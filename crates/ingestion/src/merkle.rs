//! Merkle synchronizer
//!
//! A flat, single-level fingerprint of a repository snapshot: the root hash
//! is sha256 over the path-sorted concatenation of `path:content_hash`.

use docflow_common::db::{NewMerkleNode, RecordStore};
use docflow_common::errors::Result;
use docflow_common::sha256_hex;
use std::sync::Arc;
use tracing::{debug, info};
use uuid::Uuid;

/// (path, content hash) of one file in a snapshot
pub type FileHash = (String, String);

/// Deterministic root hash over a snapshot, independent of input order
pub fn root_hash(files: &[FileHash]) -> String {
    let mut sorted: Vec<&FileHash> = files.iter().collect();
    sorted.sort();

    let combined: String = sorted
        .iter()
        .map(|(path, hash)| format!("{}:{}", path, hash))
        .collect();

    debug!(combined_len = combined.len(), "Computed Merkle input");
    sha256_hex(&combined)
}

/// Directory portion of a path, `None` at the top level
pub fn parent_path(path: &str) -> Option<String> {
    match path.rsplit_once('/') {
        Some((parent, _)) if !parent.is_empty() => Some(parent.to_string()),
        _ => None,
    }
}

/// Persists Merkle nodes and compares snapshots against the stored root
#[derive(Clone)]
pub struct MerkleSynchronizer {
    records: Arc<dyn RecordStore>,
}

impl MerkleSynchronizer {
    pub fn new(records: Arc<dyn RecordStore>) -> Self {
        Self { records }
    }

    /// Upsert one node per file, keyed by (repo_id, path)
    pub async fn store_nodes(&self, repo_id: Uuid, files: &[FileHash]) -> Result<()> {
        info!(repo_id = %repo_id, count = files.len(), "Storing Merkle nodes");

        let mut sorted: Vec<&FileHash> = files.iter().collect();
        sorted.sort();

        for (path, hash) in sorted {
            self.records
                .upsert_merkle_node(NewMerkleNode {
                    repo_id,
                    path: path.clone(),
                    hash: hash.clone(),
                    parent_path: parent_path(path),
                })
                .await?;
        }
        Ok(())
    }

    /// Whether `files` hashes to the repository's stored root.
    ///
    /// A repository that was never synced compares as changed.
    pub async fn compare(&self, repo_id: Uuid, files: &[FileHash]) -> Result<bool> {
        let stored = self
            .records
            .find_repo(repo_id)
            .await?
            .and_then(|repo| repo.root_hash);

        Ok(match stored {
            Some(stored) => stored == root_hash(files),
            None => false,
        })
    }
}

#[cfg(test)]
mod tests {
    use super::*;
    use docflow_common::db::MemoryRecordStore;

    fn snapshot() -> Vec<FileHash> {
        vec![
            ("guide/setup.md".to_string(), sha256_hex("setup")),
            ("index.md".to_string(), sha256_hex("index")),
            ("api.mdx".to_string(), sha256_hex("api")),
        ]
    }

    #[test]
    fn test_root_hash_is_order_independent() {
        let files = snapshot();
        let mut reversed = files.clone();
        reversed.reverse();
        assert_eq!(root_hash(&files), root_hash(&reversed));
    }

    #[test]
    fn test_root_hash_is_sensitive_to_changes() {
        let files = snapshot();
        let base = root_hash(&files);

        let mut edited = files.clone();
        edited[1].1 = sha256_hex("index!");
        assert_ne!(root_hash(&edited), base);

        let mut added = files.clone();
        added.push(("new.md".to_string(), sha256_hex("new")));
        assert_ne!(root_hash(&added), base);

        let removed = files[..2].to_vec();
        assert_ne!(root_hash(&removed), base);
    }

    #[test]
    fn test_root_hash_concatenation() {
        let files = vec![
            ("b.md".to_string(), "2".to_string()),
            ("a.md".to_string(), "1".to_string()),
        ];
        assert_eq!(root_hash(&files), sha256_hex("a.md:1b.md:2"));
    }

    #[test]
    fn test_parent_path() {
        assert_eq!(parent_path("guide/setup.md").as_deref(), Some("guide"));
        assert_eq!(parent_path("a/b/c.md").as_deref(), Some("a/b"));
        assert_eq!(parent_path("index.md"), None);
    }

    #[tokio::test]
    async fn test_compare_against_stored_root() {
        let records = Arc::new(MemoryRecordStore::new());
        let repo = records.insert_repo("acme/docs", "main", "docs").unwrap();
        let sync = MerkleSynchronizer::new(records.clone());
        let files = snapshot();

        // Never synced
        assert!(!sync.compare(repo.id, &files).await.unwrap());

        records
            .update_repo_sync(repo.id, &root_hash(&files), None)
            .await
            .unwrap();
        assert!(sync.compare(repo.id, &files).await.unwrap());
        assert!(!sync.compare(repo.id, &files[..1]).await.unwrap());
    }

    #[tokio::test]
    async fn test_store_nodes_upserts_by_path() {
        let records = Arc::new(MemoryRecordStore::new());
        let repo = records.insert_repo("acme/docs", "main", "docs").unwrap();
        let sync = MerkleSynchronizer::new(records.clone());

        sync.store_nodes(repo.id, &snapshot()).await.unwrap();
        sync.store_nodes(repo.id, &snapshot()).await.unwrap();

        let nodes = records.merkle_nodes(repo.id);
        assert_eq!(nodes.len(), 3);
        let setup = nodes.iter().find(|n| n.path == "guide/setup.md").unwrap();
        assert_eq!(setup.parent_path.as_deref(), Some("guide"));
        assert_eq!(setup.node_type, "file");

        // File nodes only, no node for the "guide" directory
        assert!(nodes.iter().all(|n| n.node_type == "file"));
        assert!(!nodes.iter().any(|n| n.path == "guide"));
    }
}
====
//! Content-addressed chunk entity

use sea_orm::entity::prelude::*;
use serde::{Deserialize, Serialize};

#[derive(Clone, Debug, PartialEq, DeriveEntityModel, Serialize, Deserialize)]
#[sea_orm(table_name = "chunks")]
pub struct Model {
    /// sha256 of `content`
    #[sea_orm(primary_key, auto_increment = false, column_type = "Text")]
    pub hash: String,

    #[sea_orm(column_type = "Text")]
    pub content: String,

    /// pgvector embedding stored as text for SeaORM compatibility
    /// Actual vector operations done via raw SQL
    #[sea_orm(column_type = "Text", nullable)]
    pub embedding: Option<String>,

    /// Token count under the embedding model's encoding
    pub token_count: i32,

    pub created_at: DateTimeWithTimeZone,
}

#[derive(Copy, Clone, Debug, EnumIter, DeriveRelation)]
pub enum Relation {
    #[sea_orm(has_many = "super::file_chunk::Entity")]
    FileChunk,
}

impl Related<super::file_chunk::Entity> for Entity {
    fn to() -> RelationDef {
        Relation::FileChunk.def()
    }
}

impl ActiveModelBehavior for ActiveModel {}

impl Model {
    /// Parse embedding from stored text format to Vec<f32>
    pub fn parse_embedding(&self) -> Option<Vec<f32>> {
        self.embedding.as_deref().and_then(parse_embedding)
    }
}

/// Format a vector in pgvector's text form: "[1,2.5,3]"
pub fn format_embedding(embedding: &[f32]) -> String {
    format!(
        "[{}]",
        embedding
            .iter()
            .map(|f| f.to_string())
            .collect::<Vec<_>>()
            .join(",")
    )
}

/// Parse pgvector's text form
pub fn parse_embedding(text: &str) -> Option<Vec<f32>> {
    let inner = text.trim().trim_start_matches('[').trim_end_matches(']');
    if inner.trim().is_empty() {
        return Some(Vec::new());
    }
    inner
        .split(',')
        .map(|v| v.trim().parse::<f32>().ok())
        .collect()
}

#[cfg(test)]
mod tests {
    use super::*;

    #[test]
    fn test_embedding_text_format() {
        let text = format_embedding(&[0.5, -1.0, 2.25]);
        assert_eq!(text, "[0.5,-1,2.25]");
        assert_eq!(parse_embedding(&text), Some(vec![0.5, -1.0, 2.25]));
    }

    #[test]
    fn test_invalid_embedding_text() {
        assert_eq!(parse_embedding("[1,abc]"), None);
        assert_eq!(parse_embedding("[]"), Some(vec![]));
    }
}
====
*INSTRUCTIONS FOR THE TASK*: In the data above, start at the line that has "filename crates/ingestion/src/merkle.rs", stop after the line that has "of input order", and print every line in between exactly as it stands.

*SOLVED PROBLEM*:
filename crates/ingestion/src/merkle.rs
//! Merkle synchronizer
//!
//! A flat, single-level fingerprint of a repository snapshot: the root hash
//! is sha256 over the path-sorted concatenation of `path:content_hash`.

use docflow_common::db::{NewMerkleNode, RecordStore};
use docflow_common::errors::Result;
use docflow_common::sha256_hex;
use std::sync::Arc;
use tracing::{debug, info};
use uuid::Uuid;

/// (path, content hash) of one file in a snapshot
pub type FileHash = (String, String);

/// Deterministic root hash over a snapshot, independent of input order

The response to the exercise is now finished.